Flare-driven habitability: Expanding life's potential around low-mass stars

TL;DR

This paper expands the concept of habitability around low-mass stars by incorporating UV radiation from stellar flares, showing that flares can extend habitable zones and influence the potential for life on orbiting planets.

Contribution

It introduces a UV habitable zone concept that accounts for stellar flares and their UV flux, refining habitability criteria for planets around low-mass stars.

Findings

UV-HZ can extend to inner regions of traditional HZs.

Three planets around Kepler flaring stars are within both UV-HZ and LW-HZ.

Flares significantly increase habitability potential around low-mass stars.

Abstract

The traditional definition of the circumstellar habitable zone (HZ) focuses on liquid water, but neglects the crucial role of ultraviolet (UV) radiation in prebiotic chemistry.
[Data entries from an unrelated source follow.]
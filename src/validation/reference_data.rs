// ABOUTME: Published reference nutrition figures used to regression-check computed totals
// ABOUTME: Seven daily rows, the weekly average, and the list of foods the plan requires
//
// Licensed under either of Apache License, Version 2.0 or MIT License at your option.
// Copyright ©2025 Async-IO.org

use crate::models::NutritionFacts;
use serde::{Deserialize, Serialize};

/// Expected nutrition for one day
#[derive(Debug, Clone, Copy, PartialEq, Serialize, Deserialize)]
pub struct ReferenceDay {
    /// Day index, 1-7
    pub day: u8,
    /// Expected day total
    pub expected: NutritionFacts,
}

/// A complete set of reference figures
#[derive(Debug, Clone, PartialEq, Serialize, Deserialize)]
#[serde(rename_all = "camelCase")]
pub struct ReferenceTable {
    /// Expected per-day totals
    pub daily: Vec<ReferenceDay>,
    /// Expected rounded weekly average
    pub weekly_average: NutritionFacts,
    /// Food ids the ledger must contain
    pub required_foods: Vec<String>,
}

#[allow(clippy::too_many_arguments)]
const fn facts(
    calories: f64,
    protein: f64,
    fat: f64,
    saturated_fat: f64,
    carbs: f64,
    fiber: f64,
    sodium: f64,
    cholesterol: f64,
) -> NutritionFacts {
    NutritionFacts {
        calories,
        protein,
        fat,
        saturated_fat,
        carbs,
        fiber,
        sodium,
        cholesterol,
    }
}

const PUBLISHED_DAILY: [ReferenceDay; 7] = [
    ReferenceDay {
        day: 1,
        expected: facts(2829.0, 106.0, 114.7, 25.1, 350.2, 47.9, 2130.0, 111.0),
    },
    ReferenceDay {
        day: 2,
        expected: facts(2821.0, 138.8, 86.6, 21.9, 368.5, 45.4, 2236.0, 1003.0),
    },
    ReferenceDay {
        day: 3,
        expected: facts(2851.0, 101.4, 118.8, 32.7, 348.6, 45.3, 2684.0, 100.0),
    },
    ReferenceDay {
        day: 4,
        expected: facts(2841.0, 140.2, 94.6, 19.8, 355.6, 39.8, 2056.0, 1003.0),
    },
    ReferenceDay {
        day: 5,
        expected: facts(2809.0, 98.2, 81.0, 12.8, 425.0, 49.3, 1984.0, 39.0),
    },
    ReferenceDay {
        day: 6,
        expected: facts(2869.0, 135.5, 121.7, 35.8, 303.8, 42.0, 2216.0, 1003.0),
    },
    ReferenceDay {
        day: 7,
        expected: facts(2752.0, 98.0, 100.2, 23.0, 363.6, 46.9, 2128.0, 81.0),
    },
];

const PUBLISHED_WEEKLY_AVERAGE: NutritionFacts =
    facts(2824.0, 116.9, 102.5, 24.4, 359.3, 45.2, 2205.0, 477.0);

const PUBLISHED_REQUIRED_FOODS: [&str; 25] = [
    "large-egg",
    "rolled-oats",
    "whey-protein",
    "greek-yogurt-2percent",
    "milk-2percent",
    "brown-rice-cooked",
    "tomato-dal",
    "potato-fry",
    "chickpea-curry",
    "spaghetti-cooked",
    "paneer-curry",
    "black-bean-curry",
    "spinach-dal",
    "mixed-vegetable-curry",
    "veg-fried-rice",
    "great-grains-cereal",
    "white-bread-slice",
    "american-cheese-slice",
    "chia-seeds",
    "walnuts-quarter-cup",
    "banana-medium",
    "apple-medium",
    "peanut-butter-tbsp",
    "pomegranate-arils",
    "chapati-medium",
];

impl ReferenceTable {
    /// Build a table from arbitrary reference figures
    #[must_use]
    pub fn new(
        daily: Vec<ReferenceDay>,
        weekly_average: NutritionFacts,
        required_foods: Vec<String>,
    ) -> Self {
        Self {
            daily,
            weekly_average,
            required_foods,
        }
    }

    /// Figures from the published meal-plan analysis (Table 2)
    #[must_use]
    pub fn published() -> Self {
        Self::new(
            PUBLISHED_DAILY.to_vec(),
            PUBLISHED_WEEKLY_AVERAGE,
            PUBLISHED_REQUIRED_FOODS
                .iter()
                .map(|id| (*id).to_owned())
                .collect(),
        )
    }

    /// Expected totals for `day`
    #[must_use]
    pub fn day(&self, day: u8) -> Option<&NutritionFacts> {
        self.daily
            .iter()
            .find(|row| row.day == day)
            .map(|row| &row.expected)
    }
}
Low-mass stars typically emit insufficient UV radiation for photochemistry throughout the liquid water HZs during quiescent states. However, frequent flares can provide substantial UV fluxes, potentially fostering habitable conditions. We refine the concept of a UV habitable zone (UV-HZ) by incorporating a temperature-dependent model for RNA precursor synthesis. Furthermore, we explore a parameterized spectral energy distribution model and adopt an empirical flare frequency distribution for flares on different stars to quantify their UV contribution. Applying this framework to different flaring stars, we find the UV-HZ around low-mass stars can extend to inner regions, and overlap with the traditional HZ in wide ranges. Apply the analysis to 9 planets around Kepler flaring stars, three planets are located within both the refined UV-HZ and liquid water habitable zone (LW-HZ) without causing ozone depletion. Our findings highlight the significant role of flares in expanding the potential for life around low-mass stars, offering a revised perspective on exoplanet habitability criteria.